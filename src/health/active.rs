//! Active health checking.
//!
//! # Responsibilities
//! - Screen every upstream once before traffic is accepted
//! - Periodically probe all upstreams concurrently
//! - Fold probe results into hysteresis records and maintain the healthy set

use std::collections::HashMap;
use std::sync::{Arc, Mutex, PoisonError};
use std::time::Duration;

use axum::http::StatusCode;
use futures_util::future::join_all;
use tokio::time;

use crate::config::HealthCheckConfig;
use crate::health::alert::Alerter;
use crate::health::healthy_set::HealthySet;
use crate::health::state::{HealthRecord, Thresholds, Transition};
use crate::http::client::UpstreamClient;
use crate::lifecycle::shutdown::ShutdownSignal;
use crate::load_balancer::backend::{HealthState, Upstream, UpstreamId};
use crate::load_balancer::pool::UpstreamRegistry;

pub struct HealthMonitor {
    registry: Arc<UpstreamRegistry>,
    healthy: HealthySet,
    client: Arc<dyn UpstreamClient>,
    config: HealthCheckConfig,
    thresholds: Thresholds,
    records: HashMap<UpstreamId, Mutex<HealthRecord>>,
    alerter: Option<Alerter>,
}

impl HealthMonitor {
    pub fn new(
        registry: Arc<UpstreamRegistry>,
        healthy: HealthySet,
        client: Arc<dyn UpstreamClient>,
        config: HealthCheckConfig,
    ) -> Self {
        let records = registry
            .servers()
            .iter()
            .map(|s| (s.id.clone(), Mutex::new(HealthRecord::default())))
            .collect();

        Self {
            thresholds: Thresholds::from(&config),
            registry,
            healthy,
            client,
            config,
            records,
            alerter: None,
        }
    }

    pub fn with_alerter(mut self, alerter: Option<Alerter>) -> Self {
        self.alerter = alerter;
        self
    }

    /// Copy of the probe history for `id`.
    pub fn record(&self, id: &UpstreamId) -> Option<HealthRecord> {
        self.records
            .get(id)
            .map(|r| r.lock().unwrap_or_else(PoisonError::into_inner).clone())
    }

    fn probe_url(&self, server: &Upstream) -> String {
        format!("{}{}", server.url(), self.config.path)
    }

    /// Probe every upstream once, in order, before the listener opens.
    ///
    /// A single 200 is enough to enter the healthy set here; no hysteresis.
    pub async fn initial_health_screen(&self) {
        let timeout = Duration::from_millis(self.config.initial_timeout_ms);

        for server in self.registry.servers() {
            match self.client.probe(&self.probe_url(server), timeout).await {
                Ok(status) if status == StatusCode::OK => {
                    self.healthy.insert(&server.id);
                    server.set_health(HealthState::Healthy);
                    if let Some(record) = self.records.get(&server.id) {
                        record.lock().unwrap_or_else(PoisonError::into_inner).healthy = true;
                    }
                    tracing::info!(upstream = %server.id, "Initial screen: healthy");
                }
                Ok(status) => {
                    tracing::warn!(upstream = %server.id, status = %status, "Initial screen: unhealthy status");
                }
                Err(e) => {
                    tracing::warn!(upstream = %server.id, error = %e, "Initial screen: unreachable");
                }
            }
        }

        tracing::info!(
            healthy = self.healthy.len(),
            total = self.registry.len(),
            "Initial health screen complete"
        );
    }

    /// Probe rounds until shutdown. A round finishes completely before the
    /// interval sleep starts.
    pub async fn run(self, mut shutdown: ShutdownSignal) {
        tracing::info!(
            interval = self.config.interval_secs,
            path = %self.config.path,
            "Health monitor starting"
        );

        let interval = Duration::from_secs(self.config.interval_secs);

        loop {
            tokio::select! {
                _ = self.run_checks() => {}
                _ = shutdown.recv() => break,
            }
            tokio::select! {
                _ = time::sleep(interval) => {}
                _ = shutdown.recv() => break,
            }
        }

        tracing::info!("Health monitor received shutdown signal, exiting loop");
    }

    /// One round: probe all upstreams concurrently and apply every result.
    pub async fn run_checks(&self) {
        let servers = self.registry.servers();
        join_all(servers.iter().map(|s| self.perform_health_check(s))).await;
        tracing::debug!(healthy = self.healthy.len(), total = servers.len(), "Health round complete");
    }

    /// GET the probe path; true only for a 200. Never errors.
    pub async fn check_server(&self, server: &Upstream) -> bool {
        let timeout = Duration::from_secs(self.config.timeout_secs);

        match self.client.probe(&self.probe_url(server), timeout).await {
            Ok(status) if status == StatusCode::OK => true,
            Ok(status) => {
                tracing::debug!(upstream = %server.id, status = %status, "Health check failed: non-200 status");
                false
            }
            Err(e) => {
                tracing::debug!(upstream = %server.id, error = %e, "Health check failed");
                false
            }
        }
    }

    /// Probe one upstream and apply the hysteresis transition.
    pub async fn perform_health_check(&self, server: &Arc<Upstream>) -> Transition {
        let success = self.check_server(server).await;
        self.apply(server, success)
    }

    fn apply(&self, server: &Upstream, success: bool) -> Transition {
        let Some(cell) = self.records.get(&server.id) else {
            return Transition::Unchanged;
        };
        let mut record = cell.lock().unwrap_or_else(PoisonError::into_inner);
        let transition = record.observe(success, self.healthy.contains(&server.id), self.thresholds);

        match transition {
            Transition::Promote => {
                self.healthy.insert(&server.id);
                server.set_health(HealthState::Healthy);
                tracing::info!(
                    upstream = %server.id,
                    consecutive_successes = record.consecutive_successes,
                    "Upstream marked healthy"
                );
            }
            Transition::Demote => {
                self.healthy.remove(&server.id);
                server.set_health(HealthState::Unhealthy);
                server.record_failure();
                tracing::warn!(
                    upstream = %server.id,
                    consecutive_failures = record.consecutive_failures,
                    "Upstream marked unhealthy"
                );
            }
            Transition::Unchanged => {}
        }

        if !success {
            if let Some(alerter) = &self.alerter {
                alerter.notify(server, record.consecutive_failures);
            }
        }

        transition
    }
}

#### Activity
Please report every line of the listing that contains the string "async".

#### Answer to the exercise
    pub async fn initial_health_screen(&self) {
    pub async fn run(self, mut shutdown: ShutdownSignal) {
    pub async fn run_checks(&self) {
    pub async fn check_server(&self, server: &Upstream) -> bool {
    pub async fn perform_health_check(&self, server: &Arc<Upstream>) -> Transition {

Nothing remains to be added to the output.